Navigation alignment
Each product had its own information architecture and navigation pattern, which made the fragmentation even more noticeable. We mapped all existing structures, then defined a unified vertical navigation system designed to scale with the portfolio. The result was improved usability.
“One Optimizely” visual identity (long-term)
The quick refresh wasn’t enough. We designed a new visual identity to unify the suite under a single brand that customers could recognise and trust. Its success was validated through desirability testing, ensuring the design felt both modern, premium and professional.
Outcomes
When I joined in January 2020 Optimizely was just about within the leader quadrant at the bottom left. In 2025, Optimizely was ranked highest for ability to execute and completeness of vision, making them the number one provider.
Optimizely’s CMS offering was recognised as strong, but our weaker strategy rating kept us from the top spot in the Forrester Wave. By 2025, closer collaboration between Product, Design, and Engineering helped us sharpen both our vision and execution. As a result, Optimizely rose to joint leader in the CMS category, validating years of work to unify our products and strategy.

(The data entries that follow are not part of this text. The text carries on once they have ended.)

/// Proof that all pseudonyms have the same secret, bound to `msg`
fn link_proof(
    rng: &mut dyn RngCore,
    domain: &[u8],
    code: SchemeCode,
    sk: &Fr,
    sigs: &[Dl21Signature],
    msg: &Message,
) -> Result<EqualDiscreteLogs<G1Affine>, GroupSigError> {
    let (bases, nyms): (Vec<_>, Vec<_>) = sigs.iter().map(|s| (s.nym_base, s.nym)).unzip();
    let protocol = EqualDiscreteLogsProtocol::init(*sk, Fr::rand(rng), &bases)?;
    let mut transcript = common::transcript(domain, code);
    protocol.challenge_contribution(&bases, &nyms, &mut transcript)?;
    common::append_message(&mut transcript, msg);
    Ok(protocol.gen_proof(&common::challenge(&transcript)))
}

fn verify_link_proof(
    domain: &[u8],
    code: SchemeCode,
    proof: &EqualDiscreteLogs<G1Affine>,
    sigs: &[Dl21Signature],
    msg: &Message,
) -> Result<bool, GroupSigError> {
    let (bases, nyms): (Vec<_>, Vec<_>) = sigs.iter().map(|s| (s.nym_base, s.nym)).unzip();
    if bases.is_empty() || proof.t.len() != bases.len() {
        return Ok(false);
    }
    let mut transcript = common::transcript(domain, code);
    proof.challenge_contribution(&bases, &nyms, &mut transcript)?;
    common::append_message(&mut transcript, msg);
    Ok(proof.verify(&nyms, &bases, &common::challenge(&transcript))?)
}

impl Dl21 {
    fn code(&self) -> SchemeCode {
        self.description().code
    }

    fn decode_valid(
        &self,
        sigs: &[Signature],
        msgs: &[Message],
        ipk: &IssuerPublicKey<Curve>,
    ) -> Result<Option<Vec<Dl21Signature>>, GroupSigError> {
        if sigs.len() != msgs.len() {
            return Err(GroupSigError::ExpectedSameSizeSequences(
                sigs.len(),
                msgs.len(),
            ));
        }
        let mut decoded = Vec::with_capacity(sigs.len());
        for (sig, msg) in sigs.iter().zip(msgs) {
            let sig = match sig.to_typed::<Dl21Signature>() {
                Ok(sig) => sig,
                Err(_) => return Ok(None),
            };
            if sig.sequence.is_some() != self.sequential || !sig.is_valid(msg, ipk)? {
                return Ok(None);
            }
            decoded.push(sig);
        }
        Ok(Some(decoded))
    }

    /// Valid signatures whose pseudonyms are all of the member, `None` otherwise
    fn member_signatures(
        &self,
        memkey: &MemberKey,
        grpkey: &GroupKey,
        sigs: &[Signature],
        msgs: &[Message],
    ) -> Result<Option<(CredentialKey<Curve>, Vec<Dl21Signature>)>, GroupSigError> {
        let key = memkey.to_typed::<CredentialKey<Curve>>()?;
        let ipk = grpkey.to_typed::<IssuerPublicKey<Curve>>()?;
        let sigs = match self.decode_valid(sigs, msgs, &ipk)? {
            Some(sigs) => sigs,
            None => return Ok(None),
        };
        if sigs
            .iter()
            .any(|s| (s.nym_base * key.sk).into_affine() != s.nym)
        {
            return Ok(None);
        }
        Ok(Some((key, sigs)))
    }
}
use ark_ec::{AffineRepr, CurveGroup};
use ark_ff::{
    field_hashers::{DefaultFieldHasher, HashToField},
    PrimeField,
};
use ark_std::{
    rand::{rngs::StdRng, SeedableRng},
    UniformRand,
};
use digest::{Digest, DynDigest};

/// Hash bytes to a field element using the field hasher of the IETF hash-to-curve draft. `dst` is
/// the domain separation tag.
pub fn hash_to_field<F: PrimeField, D: Default + DynDigest + Clone>(dst: &[u8], bytes: &[u8]) -> F {
    let hasher = <DefaultFieldHasher<D> as HashToField<F>>::new(dst);
    hasher.hash_to_field(bytes, 1).pop().unwrap_or_default()
}

/// Hash bytes to a field element. This is vulnerable to timing attack and is only used when input
/// is public anyway like when generating a challenge
pub fn field_elem_from_try_and_incr<F: PrimeField, D: Digest>(bytes: &[u8]) -> F {
    let mut hash = D::digest(bytes);
    let mut j = 1u64;
    loop {
        if let Some(f) = F::from_random_bytes(&hash) {
            return f;
        }
        hash = D::digest(concat_slices!(bytes, b"-attempt-", j.to_le_bytes()));
        j += 1;
    }
}

/// Deterministic generator seeded with the digest of `label`. Anyone can recompute the same stream
/// so it must only be used for public values.
pub fn rng_from_label<D: Digest>(label: &[u8]) -> StdRng {
    let digest = D::digest(label);
    let mut seed = <StdRng as SeedableRng>::Seed::default();
    for (s, d) in seed.iter_mut().zip(digest.iter()) {
        *s = *d;
    }
    StdRng::from_seed(seed)
}

/// Derive a group element from a public label such that its discrete log relative to any other
/// derived element is unknown to everyone. Used for setup parameters.
pub fn affine_group_elem_from_label<G: AffineRepr, D: Digest>(label: &[u8]) -> G {
    let mut rng = rng_from_label::<D>(label);
    G::Group::rand(&mut rng).into_affine()
}

#[cfg(test)]
mod tests {
    use super::*;
    use ark_bls12_381::{Fr, G1Affine, G2Affine};
    use blake2::Blake2b512;

    #[test]
    fn label_derivation_is_deterministic() {
        let a = affine_group_elem_from_label::<G1Affine, Blake2b512>(b"label-1");
        let b = affine_group_elem_from_label::<G1Affine, Blake2b512>(b"label-1");
        let c = affine_group_elem_from_label::<G1Affine, Blake2b512>(b"label-2");
        assert_eq!(a, b);
        assert_ne!(a, c);
        assert!(!a.is_zero());

        let d = affine_group_elem_from_label::<G2Affine, Blake2b512>(b"label-1");
        assert!(d.is_on_curve());
        assert!(d.is_in_correct_subgroup_assuming_on_curve());
    }

    #[test]
    fn hashing_to_field() {
        let f1 = hash_to_field::<Fr, Blake2b512>(b"dst-1", b"msg");
        let f2 = hash_to_field::<Fr, Blake2b512>(b"dst-1", b"msg");
        let f3 = hash_to_field::<Fr, Blake2b512>(b"dst-2", b"msg");
        assert_eq!(f1, f2);
        assert_ne!(f1, f3);

        let f4 = field_elem_from_try_and_incr::<Fr, Blake2b512>(b"msg");
        assert_eq!(f4, field_elem_from_try_and_incr::<Fr, Blake2b512>(b"msg"));
        assert_ne!(f4, field_elem_from_try_and_incr::<Fr, Blake2b512>(b"msh"));
    }
}
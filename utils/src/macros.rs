/// Concatenates supplied slices into one continuous vector.
#[macro_export]
macro_rules! concat_slices {
    ($($slice: expr),+) => {
        [$(&$slice[..]),+].concat()
    }
}
//! Revocation list of members whose tracing trapdoor was revealed.

use crate::{error::GroupSigError, objects::Trapdoor, registry, scheme::SchemeCode};
use ark_serialize::{CanonicalDeserialize, CanonicalSerialize};
use ark_std::{string::String, vec::Vec};
use groupsig_utils::text;
use serde::{Deserialize, Serialize};

#[derive(
    Clone, Debug, PartialEq, Eq, CanonicalSerialize, CanonicalDeserialize, Serialize, Deserialize,
)]
pub struct CrlEntry {
    /// Index of the member in the group membership list
    pub index: u64,
    pub trapdoor: Trapdoor,
}

#[derive(
    Clone, Debug, PartialEq, Eq, CanonicalSerialize, CanonicalDeserialize, Serialize, Deserialize,
)]
pub struct Crl {
    code: SchemeCode,
    entries: Vec<CrlEntry>,
}

impl Crl {
    pub fn new(code: SchemeCode) -> Self {
        Self {
            code,
            entries: Vec::new(),
        }
    }

    pub fn code(&self) -> SchemeCode {
        self.code
    }

    pub fn len(&self) -> usize {
        self.entries.len()
    }

    pub fn is_empty(&self) -> bool {
        self.entries.is_empty()
    }

    pub fn contains_index(&self, index: u64) -> bool {
        self.get(index).is_some()
    }

    pub fn get(&self, index: u64) -> Option<&Trapdoor> {
        self.entries
            .iter()
            .find(|e| e.index == index)
            .map(|e| &e.trapdoor)
    }

    pub fn iter(&self) -> impl Iterator<Item = &CrlEntry> {
        self.entries.iter()
    }

    pub fn export(&self) -> Result<String, GroupSigError> {
        Ok(text::to_text(self)?)
    }

    pub fn import(code: SchemeCode, encoded: &str) -> Result<Self, GroupSigError> {
        let crl: Self = text::from_text(encoded)?;
        if crl.code != code {
            return Err(GroupSigError::ImportSchemeMismatch {
                expected: code,
                found: crl.code,
            });
        }
        registry::resolve(code)?;
        for entry in &crl.entries {
            entry.trapdoor.ensure_scheme(code)?;
        }
        Ok(crl)
    }

    pub(crate) fn ensure_scheme(&self, expected: SchemeCode) -> Result<(), GroupSigError> {
        if self.code != expected {
            return Err(GroupSigError::SchemeMismatch {
                expected,
                found: self.code,
            });
        }
        Ok(())
    }

    /// Returns false and leaves the list unchanged when `index` was already revealed
    pub(crate) fn insert(&mut self, index: u64, trapdoor: Trapdoor) -> bool {
        if self.contains_index(index) {
            return false;
        }
        self.entries.push(CrlEntry { index, trapdoor });
        true
    }
}
//! # Group signatures
//!
//! A group signature lets a member of a group sign on behalf of the group. Verifiers learn that
//! some member signed but not which one, while a manager holding the right key can identify the
//! signer. This crate implements several such schemes behind one scheme-agnostic API.
//!
//! | Scheme    | Code | Capabilities                                                            |
//! |-----------|------|-------------------------------------------------------------------------|
//! | `GL19`    | 3    | Two authorities. Signatures are blinded and converted in batches so that a blinding key holder learns which signatures came from the same member |
//! | `PS16`    | 4    | Open with a verifiable proof, reveal and trace, claim and prove equality |
//! | `DL21`    | 6    | No opener. Members identify their own signatures and link them          |
//! | `DL21SEQ` | 7    | `DL21` where members additionally prove that linked signatures are consecutive |
//!
//! All schemes use the BLS12-381 curve and Pointcheval-Sanders credentials issued in a 4 message
//! join protocol.
//!
//! Every operation runs through a [`SchemeContext`] created for one scheme. Keys, signatures and
//! proofs are opaque objects tagged with their scheme code which the context checks before
//! dispatching. Objects are exported to and imported from base64 text.
//!
//! ```ignore
//! let ctx = SchemeContext::init(SchemeCode::PS16, 0)?;
//! let mut rng = ctx.rng();
//! let (grpkey, mgrkey) = ctx.setup(&mut rng, None)?;
//! let mut gml = Gml::new(ctx.code());
//!
//! let m0 = ctx.join_mgr(&mut rng, 0, None, &mgrkey, &grpkey, &mut gml)?;
//! let s1 = ctx.join_mem(&mut rng, 1, Some(&m0), None, &grpkey)?;
//! let m2 = ctx.join_mgr(&mut rng, 2, s1.msg_out.as_ref(), &mgrkey, &grpkey, &mut gml)?;
//! let s3 = ctx.join_mem(&mut rng, 3, Some(&m2), Some(&s1.memkey), &grpkey)?;
//!
//! let msg = Message::from("hello");
//! let sig = ctx.sign(&mut rng, &msg, &s3.memkey, &grpkey, 0)?;
//! assert!(ctx.verify(&sig, &msg, &grpkey)?);
//! ```

pub mod common;
pub mod context;
pub mod credential;
pub mod crl;
pub mod dl21;
pub mod error;
pub mod gl19;
pub mod gml;
pub mod join;
pub mod message;
pub mod objects;
pub mod ps16;
pub mod registry;
pub mod scheme;

pub use context::SchemeContext;
pub use crl::Crl;
pub use error::GroupSigError;
pub use gml::Gml;
pub use join::JoinStep;
pub use message::Message;
pub use objects::{
    BlindSignature, BlindingKey, GroupKey, Identity, JoinMessage, ManagerKey, MemberKey, Proof,
    SchemeParams, Signature, Trapdoor,
};
pub use scheme::{
    GroupSignatureScheme, JoinParty, ManagerRole, Opening, SchemeCode, SchemeDescription,
};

Designers went from feeling like “wireframe monkeys” to being recognised as strategic partners.
Clear levelling, career paths, and salary bands gave the team stability and a sense of growth.
Design reviews, usability testing, and shared guidelines meant ideas didn’t live in silos anymore.
Designers felt empowered to test and push their own work, not just wait for orders.
Seven acquired products started to feel like part of the same family.
A short-term UI refresh bought breathing room, while a new shared visual identity created a premium, modern, cohesive “One Optimizely.”
Moving design into Product gave it a seat at the table, and a direct role in shaping the marketing operating system vision.
Roadmap decisions became anchored not just in tech and business needs, but in user insight.